Chien-Shiung Wu
Chien-Shiung Wu was born on May 19th, 1912, in Liuhe, Jiangsu province, China. She was a Chinese-born American Physicist who provided the first experimental proof that the principle of parity conservation does not hold in weak subatomic interactions.
Wu was a middle child, with two brothers, she was born around the same time as the founding of the Republic of China. Her mother (Funhua Fan) was a teacher, and her father (Zhong-Yi Wu) was an intellectual and engineer, he and Wu were very close. In fact he encouraged her to pursue her education as far as possible, even though women in China were not often encouraged to do so.
Wu’s father opened a school, in which she attended as a young girl until she went to a boarding school in Suzhou, where she graduated at the top of her class in 1929. Then, she attended the National Central University in Nanking, and graduated in 1934 with a degree in Physics.
Wu was inspired by female scientists (Ex. Dr. Marie Curie and Dr. Jing-Wei Gu.)
Dr. Jing-Wei Gu actually mentored Wu and encouraged her to go to the United States to pursue an advanced degree in 1926.
Where she would continue studying at the University of California at Berkeley. Wu worked in Lawrence's Radiation Laboratory, where she got the chance to learn from physicists like J. Rober Oppenheimer. She also studied under Ernest O. Lawrence himself. Graduating and receiving a Ph.D in 1940.
In 1942, she married Luke Chia-Liu Yuan, a fellow physicist she met at UC Berkeley. The two moved to the East Coast when Wu got a job teaching physics at Smith College. She then moved to Princeton University the following year, where she would become the first female instructor in the Physics Department.
In 1944, Wu took a job at Columbia University, where she undertook work on radiation detection in the Division of War Research. Wu’s contributions helped determine the process for separating uranium into U-235 and U-238 isotopes by gaseous diffusion, a crucial step in producing uranium in large quantities for the atomic bomb. Her efforts with the project proved invaluable and she remained on the university staff at Columbia after the war, becoming Dupin professor of physics there in 1957.
In 1956, Wu was approached by colleagues and theoretical physicists, Tsung-Dao Lee of Columbia and Chen Ning Yang of the Institute for Advanced Study, Princeton, New Jersey, who were seeking her expertise in beta decay.
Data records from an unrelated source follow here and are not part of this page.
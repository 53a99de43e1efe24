//! Error types for the rulesheet library.

use std::path::PathBuf;
use thiserror::Error;

/// Main error type for rulesheet operations.
///
/// Only structural and catastrophic failures surface here. Per-cell type
/// mismatches and failing conditions are reported as
/// [`ErrorRecord`](crate::ErrorRecord)s instead.
#[derive(Debug, Error)]
pub enum RulesheetError {
    /// Error reading or accessing a file.
    #[error("IO error for '{path}': {source}")]
    Io {
        path: PathBuf,
        #[source]
        source: std::io::Error,
    },

    /// Error from the CSV library.
    #[error("CSV error: {0}")]
    Csv(#[from] csv::Error),

    /// Empty sheet or no data to validate.
    #[error("Empty data: {0}")]
    EmptyData(String),

    /// A required rules sheet is absent from the workbook.
    #[error("Missing sheet: {0}")]
    MissingSheet(String),

    /// A data row does not fit the declared header list.
    #[error("Malformed row {row}: {cells} cells for {headers} headers")]
    MalformedRow {
        row: usize,
        cells: usize,
        headers: usize,
    },

    /// Failure writing report files.
    #[error("Persistence error: {0}")]
    Persistence(String),

    /// JSON serialization/deserialization error.
    #[error("JSON error: {0}")]
    Json(#[from] serde_json::Error),

    /// Regex compilation error.
    #[error("Regex error: {0}")]
    Regex(#[from] regex::Error),
}

/// Result type alias for rulesheet operations.
pub type Result<T> = std::result::Result<T, RulesheetError>;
They proposed that parity is not conserved for weak nuclear interactions, and with a group of scientists from the National Bureau of Standards, Washington, D.C., Wu tested the proposal by observing the beta particles given off by cobalt-60.
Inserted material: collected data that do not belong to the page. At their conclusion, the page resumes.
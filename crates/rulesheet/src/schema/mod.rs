//! Validation schema: the type map and the condition rules.

mod rule;
mod type_map;
mod types;

pub use rule::{Rule, RuleSet, normalize_condition};
pub use type_map::TypeMap;
pub use types::ExpectedType;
Wu observed that there is a preferred direction of emission and therefore, that parity is not conserved for this weak interaction. She announced her results in 1957. Her findings contradicted the law of conservation of parity and supported Chen and Yang’s theory. Both men received a Nobel Prize in Physics in 1957 for their theory. While Wu did not receive the same recognition, in many textbooks it’s referred to as the “Wu experiment.”
In 1958, Wu took a permanent position at Columbia and went on to contribute to the field of medicine, conducting research to help answer important questions about sickle-cell disease. Around this time, Richard P. Feynman and Murray Gell-Mann proposed the conservation of vector current in nuclear beta decay. In 1963, Wu experimentally confirmed this theory in collaboration with two other Columbia University research physicists.
The scope of her contributions touched numerous disciples and Wu was recognized many times for her professional achievements. Wu published a book on Beta Decay in 1965 and it continues to be a reference text for nuclear physicists today.
Wu received the Comstock Prize in Physics (1964), the National Medal of Science (1975), the Wolf Prize in Physics (1978), and she served as the first female president of American Physical Society, and was considered one of the premier experimental physicists in the world.
Altogether, she received more than fifteen major awards, honorary degrees, and held at least a dozen memberships in learned societies. She retired from her professorship at Columbia in 1981.
Chien-Shiung Wu was a trailblazer in a male-dominated field, and with every struggle she faced, she turned them into opportunities to use at her advantage.
Wu died February 16th, 1997, in New York at the age of 84.